Berthold Kihn (1895-1964) berührt als Arzt und Hochschullehrer überaus schwierige Felder. Als
Ordinarius für Psychiatrie in Jena beteiligte sich Kihn gutachterlich an der NS-Euthanasie
psychisch kranker Menschen. Vorher hatte er als Anstaltsdirektor in Stadtroda 1936 ein
Drei-Stufen-System der Disziplinierung von asozialen Tuberkulosekranken begründet. Nach
Kriegsende konnte sich Kihn als Sowjetzonenflüchtling in den Lehrkörper der Universität
Erlangen reintegrieren wo er 1927 habilitiert hatte. Erst 1961 kam es zur strafrechtlichen
Verfolgung seiner NS-Euthanasie-Involvierung die aber aufgrund vermeintlich mangelnder
Beweislage eingestellt wurde.
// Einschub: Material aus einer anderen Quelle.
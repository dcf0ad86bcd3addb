use thiserror::Error;

//
// ─── ERRORS ────────────────────────────────────────────────────────────────────
//

#[derive(Debug, Error, Clone, PartialEq, Eq)]
#[non_exhaustive]
pub enum CurriculumError {
    #[error("weeks per cycle must be > 0")]
    ZeroCycleLength,

    #[error("max weeks must be at least one full cycle")]
    MaxWeeksBelowCycle,

    #[error("cumulative question bounds must satisfy 0 < min <= max")]
    InvalidQuestionBounds,

    #[error("time limits must be > 0 minutes")]
    ZeroTimeLimit,

    #[error("max attempts must be > 0")]
    ZeroMaxAttempts,

    #[error("passing score must be between 1 and 100")]
    InvalidPassingScore,

    #[error("answer match threshold must be in (0, 1]")]
    InvalidMatchThreshold,
}

//
// ─── DIFFICULTY ────────────────────────────────────────────────────────────────
//

#[derive(Debug, Error, Clone, PartialEq, Eq)]
#[error("unknown difficulty: {0}")]
pub struct ParseDifficultyError(String);

/// Difficulty ladder a learner climbs over the course of the curriculum.
#[derive(Debug, Clone, Copy, PartialEq, Eq, PartialOrd, Ord)]
pub enum Difficulty {
    Easy,
    Medium,
    Hard,
    Expert,
}

impl Difficulty {
    #[must_use]
    pub fn as_str(&self) -> &'static str {
        match self {
            Difficulty::Easy => "easy",
            Difficulty::Medium => "medium",
            Difficulty::Hard => "hard",
            Difficulty::Expert => "expert",
        }
    }

    /// Parse the storage representation.
    ///
    /// # Errors
    ///
    /// Returns `ParseDifficultyError` for an unrecognized string.
    pub fn parse(s: &str) -> Result<Self, ParseDifficultyError> {
        match s {
            "easy" => Ok(Difficulty::Easy),
            "medium" => Ok(Difficulty::Medium),
            "hard" => Ok(Difficulty::Hard),
            "expert" => Ok(Difficulty::Expert),
            other => Err(ParseDifficultyError(other.to_owned())),
        }
    }
}

//
// ─── MILESTONE ─────────────────────────────────────────────────────────────────
//

/// The next cumulative checkpoint ahead of (or at) a given week.
#[derive(Debug, Clone, Copy, PartialEq, Eq)]
pub struct Milestone {
    pub target_week: u32,
    pub weeks_away: u32,
}

//
// ─── CONFIG ────────────────────────────────────────────────────────────────────
//

/// Pacing parameters for the whole curriculum.
///
/// Defaults model a two-year program: 3-week cycles over 104 weeks, one
/// weekly question, and a 5-10 question cumulative assessment at each
/// cycle boundary.
#[derive(Debug, Clone, Copy, PartialEq)]
pub struct CurriculumConfig {
    weeks_per_cycle: u32,
    max_weeks: u32,
    min_cumulative_questions: u32,
    max_cumulative_questions: u32,
    weekly_time_limit_minutes: u32,
    minutes_per_cumulative_question: u32,
    quiz_max_attempts: u32,
    passing_score_percent: u32,
    answer_match_threshold: f64,
}

impl Default for CurriculumConfig {
    fn default() -> Self {
        Self {
            weeks_per_cycle: 3,
            max_weeks: 104,
            min_cumulative_questions: 5,
            max_cumulative_questions: 10,
            weekly_time_limit_minutes: 5,
            minutes_per_cumulative_question: 3,
            quiz_max_attempts: 2,
            passing_score_percent: 70,
            answer_match_threshold: 0.8,
        }
    }
}

impl CurriculumConfig {
    /// Creates a custom configuration.
    ///
    /// # Errors
    ///
    /// Returns `CurriculumError` if any parameter is out of range.
    #[allow(clippy::too_many_arguments)]
    pub fn new(
        weeks_per_cycle: u32,
        max_weeks: u32,
        min_cumulative_questions: u32,
        max_cumulative_questions: u32,
        weekly_time_limit_minutes: u32,
        minutes_per_cumulative_question: u32,
        quiz_max_attempts: u32,
        passing_score_percent: u32,
        answer_match_threshold: f64,
    ) -> Result<Self, CurriculumError> {
        if weeks_per_cycle == 0 {
            return Err(CurriculumError::ZeroCycleLength);
        }
        if max_weeks < weeks_per_cycle {
            return Err(CurriculumError::MaxWeeksBelowCycle);
        }
        if min_cumulative_questions == 0 || min_cumulative_questions > max_cumulative_questions {
            return Err(CurriculumError::InvalidQuestionBounds);
        }
        if weekly_time_limit_minutes == 0 || minutes_per_cumulative_question == 0 {
            return Err(CurriculumError::ZeroTimeLimit);
        }
        if quiz_max_attempts == 0 {
            return Err(CurriculumError::ZeroMaxAttempts);
        }
        if !(1..=100).contains(&passing_score_percent) {
            return Err(CurriculumError::InvalidPassingScore);
        }
        if !answer_match_threshold.is_finite()
            || answer_match_threshold <= 0.0
            || answer_match_threshold > 1.0
        {
            return Err(CurriculumError::InvalidMatchThreshold);
        }

        Ok(Self {
            weeks_per_cycle,
            max_weeks,
            min_cumulative_questions,
            max_cumulative_questions,
            weekly_time_limit_minutes,
            minutes_per_cumulative_question,
            quiz_max_attempts,
            passing_score_percent,
            answer_match_threshold,
        })
    }

    // Accessors
    #[must_use]
    pub fn weeks_per_cycle(&self) -> u32 {
        self.weeks_per_cycle
    }

    #[must_use]
    pub fn max_weeks(&self) -> u32 {
        self.max_weeks
    }

    #[must_use]
    pub fn min_cumulative_questions(&self) -> u32 {
        self.min_cumulative_questions
    }

    #[must_use]
    pub fn max_cumulative_questions(&self) -> u32 {
        self.max_cumulative_questions
    }

    #[must_use]
    pub fn weekly_time_limit_minutes(&self) -> u32 {
        self.weekly_time_limit_minutes
    }

    #[must_use]
    pub fn quiz_max_attempts(&self) -> u32 {
        self.quiz_max_attempts
    }

    #[must_use]
    pub fn passing_score_percent(&self) -> u32 {
        self.passing_score_percent
    }

    #[must_use]
    pub fn answer_match_threshold(&self) -> f64 {
        self.answer_match_threshold
    }

    /// True when `week` closes a cycle and a cumulative quiz is due.
    #[must_use]
    pub fn is_cycle_end(&self, week: u32) -> bool {
        week > 0 && week % self.weeks_per_cycle == 0
    }

    /// First week of the cycle ending at `end_week`.
    #[must_use]
    pub fn cycle_start(&self, end_week: u32) -> u32 {
        end_week.saturating_sub(self.weeks_per_cycle - 1).max(1)
    }

    /// 1-based cycle number for a week.
    #[must_use]
    pub fn cycle_number(&self, week: u32) -> u32 {
        (week.max(1) - 1) / self.weeks_per_cycle + 1
    }

    /// 1-based position of a week inside its cycle.
    #[must_use]
    pub fn week_in_cycle(&self, week: u32) -> u32 {
        (week.max(1) - 1) % self.weeks_per_cycle + 1
    }

    /// Number of questions on the cumulative quiz ending at `end_week`,
    /// scaling with progress but clamped to the configured bounds.
    #[must_use]
    pub fn cumulative_question_count(&self, end_week: u32) -> u32 {
        (end_week / 2).clamp(self.min_cumulative_questions, self.max_cumulative_questions)
    }

    /// Time limit for a cumulative quiz with the given question count.
    #[must_use]
    pub fn cumulative_time_limit_minutes(&self, question_count: u32) -> u32 {
        question_count * self.minutes_per_cumulative_question
    }

    /// Difficulty tier a week's questions are generated at.
    #[must_use]
    pub fn difficulty_for_week(&self, week: u32) -> Difficulty {
        match week {
            0..=10 => Difficulty::Easy,
            11..=30 => Difficulty::Medium,
            31..=60 => Difficulty::Hard,
            _ => Difficulty::Expert,
        }
    }

    /// The next cumulative checkpoint at or after `current_week`.
    #[must_use]
    pub fn next_milestone(&self, current_week: u32) -> Milestone {
        let week = current_week.max(1);
        if self.is_cycle_end(week) {
            return Milestone {
                target_week: week,
                weeks_away: 0,
            };
        }
        let weeks_away = self.weeks_per_cycle - week % self.weeks_per_cycle;
        Milestone {
            target_week: week + weeks_away,
            weeks_away,
        }
    }

    /// Share of the curriculum completed, in percent.
    #[must_use]
    pub fn progress_percent(&self, completed_weeks: u32) -> f64 {
        f64::from(completed_weeks.min(self.max_weeks)) / f64::from(self.max_weeks) * 100.0
    }
}

//
// ─── TESTS ─────────────────────────────────────────────────────────────────────
//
Birgit Braun arbeitet erstmals Quellen des Familienarchivs Kihn
und andere Archivbestände auf. Aus historisch-kritischer Perspektive analysiert sie
tätertypologisch Kihns professionelle Sackgassen-Situation und sein individuelles
Schuld-Trauer-Trauma-Dilemma als mögliche Ausgangspunkte für seine verbrecherische Wendung mit
gewissenloser Täter-Opfer-Umkehr. Mit der Aufarbeitung auch der Kontinuitäten bis in die
Gegenwart entsteht ein facettenreiches Bild von Medizingeschichte und Ethik.